Die heilsame Kraft des Singens

Wir singen Lieder aus verschiedenen Traditionen und Kulturen. Hierbei entsteht ein starkes Gefühl von Verbundenheit und Lebensfreude. Chants werden durch einfaches Vor- und Nachsingen erlernt. Noten sind hierzu nicht notwendig. Die Melodien und Texte sind einfach, werden häufig wiederholt und mit Gitarre begleitet. Es geht hier weniger um „schönes“ Singen im Sinne eines bestimmten Klangideals, sondern vielmehr um die Hingabe an das Singen und die dabei erlebte Freude.

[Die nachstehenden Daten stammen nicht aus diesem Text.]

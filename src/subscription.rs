//! # Change Subscriptions
//!
//! Subscribers receive the full set of field-qualified changed keys after
//! every merge that changed anything, synchronously on the writer path.
//!
//! ## Contract
//!
//! - Membership is identity-based: the same `Arc` that subscribed is the one
//!   that unsubscribes.
//! - Notification order is registration order.
//! - One write produces exactly one invocation per subscriber, carrying the
//!   whole changed-key set for that write.
//! - The optional identifier lets the originator of a write recognize and
//!   skip its own notification.
//! - A panicking subscriber is caught and logged; delivery continues to the
//!   remaining subscribers.
//!
//! Changed keys are formatted `"<cacheKey>.<fieldKey>"`; subscribers
//! typically prefix-match against the keys their last read depended on.

use std::collections::BTreeSet;
use std::panic::{catch_unwind, AssertUnwindSafe};
use std::sync::{Arc, Mutex};

use uuid::Uuid;

use crate::api::NormStore;

/// A receiver of change notifications.
///
/// Invoked synchronously from the writer's publish path, after the merge
/// has been applied and before the publish future resolves. Re-entering the
/// store from inside the callback will deadlock on the write lock; hand the
/// keys off to a task instead.
pub trait Subscriber: Send + Sync {
    /// `changed_keys` is the full `"<cacheKey>.<fieldKey>"` set for one
    /// write; `identifier` is whatever the publisher passed along.
    fn did_change_keys(
        &self,
        store: &NormStore,
        changed_keys: &BTreeSet<String>,
        identifier: Option<Uuid>,
    );
}

/// The store's subscriber list.
pub(crate) struct SubscriberRegistry {
    entries: Mutex<Vec<Arc<dyn Subscriber>>>,
}

impl SubscriberRegistry {
    pub(crate) fn new() -> Self {
        Self {
            entries: Mutex::new(Vec::new()),
        }
    }

    /// Registers a subscriber. Registering the same `Arc` twice is a no-op.
    pub(crate) fn add(&self, subscriber: Arc<dyn Subscriber>) {
        let mut entries = self.entries.lock().expect("subscriber mutex poisoned");
        if !entries.iter().any(|entry| Arc::ptr_eq(entry, &subscriber)) {
            entries.push(subscriber);
        }
    }

    /// Removes a subscriber by identity. Unknown subscribers are ignored.
    pub(crate) fn remove(&self, subscriber: &Arc<dyn Subscriber>) {
        self.entries
            .lock()
            .expect("subscriber mutex poisoned")
            .retain(|entry| !Arc::ptr_eq(entry, subscriber));
    }

    /// Delivers one change notification to every subscriber, in
    /// registration order.
    pub(crate) fn notify(
        &self,
        store: &NormStore,
        changed_keys: &BTreeSet<String>,
        identifier: Option<Uuid>,
    ) {
        let snapshot: Vec<Arc<dyn Subscriber>> = self
            .entries
            .lock()
            .expect("subscriber mutex poisoned")
            .clone();

        for subscriber in snapshot {
            let delivery = catch_unwind(AssertUnwindSafe(|| {
                subscriber.did_change_keys(store, changed_keys, identifier);
            }));
            if delivery.is_err() {
                tracing::warn!("subscriber panicked during change notification; continuing");
            }
        }
    }

    /// Number of registered subscribers.
    #[cfg(test)]
    pub(crate) fn len(&self) -> usize {
        self.entries.lock().expect("subscriber mutex poisoned").len()
    }
}

// =============================================================================
// Tests
// =============================================================================

#[cfg(test)]
mod tests {
    use super::*;

    struct Recording {
        seen: Mutex<Vec<BTreeSet<String>>>,
    }

    impl Recording {
        fn new() -> Arc<Self> {
            Arc::new(Self {
                seen: Mutex::new(Vec::new()),
            })
        }
    }

    impl Subscriber for Recording {
        fn did_change_keys(
            &self,
            _store: &NormStore,
            changed_keys: &BTreeSet<String>,
            _identifier: Option<Uuid>,
        ) {
            self.seen.lock().unwrap().push(changed_keys.clone());
        }
    }

    fn changed(keys: &[&str]) -> BTreeSet<String> {
        keys.iter().map(|k| k.to_string()).collect()
    }

    #[test]
    fn test_membership_is_identity_based() {
        let registry = SubscriberRegistry::new();
        let first = Recording::new();
        let second = Recording::new();

        registry.add(first.clone());
        registry.add(first.clone());
        registry.add(second.clone());
        assert_eq!(registry.len(), 2);

        let first_handle: Arc<dyn Subscriber> = first;
        registry.remove(&first_handle);
        assert_eq!(registry.len(), 1);
    }

    #[test]
    fn test_notification_reaches_every_subscriber() {
        let registry = SubscriberRegistry::new();
        let first = Recording::new();
        let second = Recording::new();
        registry.add(first.clone());
        registry.add(second.clone());

        let store = NormStore::in_memory();
        registry.notify(&store, &changed(&["2001.name"]), None);

        assert_eq!(first.seen.lock().unwrap().len(), 1);
        assert_eq!(second.seen.lock().unwrap().len(), 1);
    }

    struct Panicking;

    impl Subscriber for Panicking {
        fn did_change_keys(
            &self,
            _store: &NormStore,
            _changed_keys: &BTreeSet<String>,
            _identifier: Option<Uuid>,
        ) {
            panic!("subscriber bug");
        }
    }

    #[test]
    fn test_panicking_subscriber_does_not_stop_delivery() {
        let registry = SubscriberRegistry::new();
        let after = Recording::new();
        registry.add(Arc::new(Panicking));
        registry.add(after.clone());

        let store = NormStore::in_memory();
        registry.notify(&store, &changed(&["2001.name"]), None);

        assert_eq!(after.seen.lock().unwrap().len(), 1);
    }
}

Das heißt jede(r) kann mitmachen, auch Menschen die Singen nicht (mehr) gewöhnt sind.
Weiterhin hat Chanten einen enormen gesundheitlichen Wert. So wird z. B. das Stresshormon Kortisol abgebaut. Nach 15 Minuten Chanten lässt sich bereits eine erhöhte Ausschüttung von Glückshormonen (Endorphinen) im Blut nachweisen, wie auch von Melatonin („Besser-Schlafen-“/„Jungbrunnen-Hormon“),  Oxytocin („Schmuse-/Bindungshormon“, Angstlöser),  DHEA („Jugendhormon“) und Immunglobulin A (Krankheitsabwehr, Krebsabwehr).
Chanten kann eine stärkere Verbindung mit unserem Wesenskern bewirken und unser Herz kann sich leichter öffnen. In den Kulturen der Welt haben kollektive Gesänge immer einen wesentlichen Beitrag für die körperliche, seelische und geistige Gesundheit einer Gemeinschaft geliefert.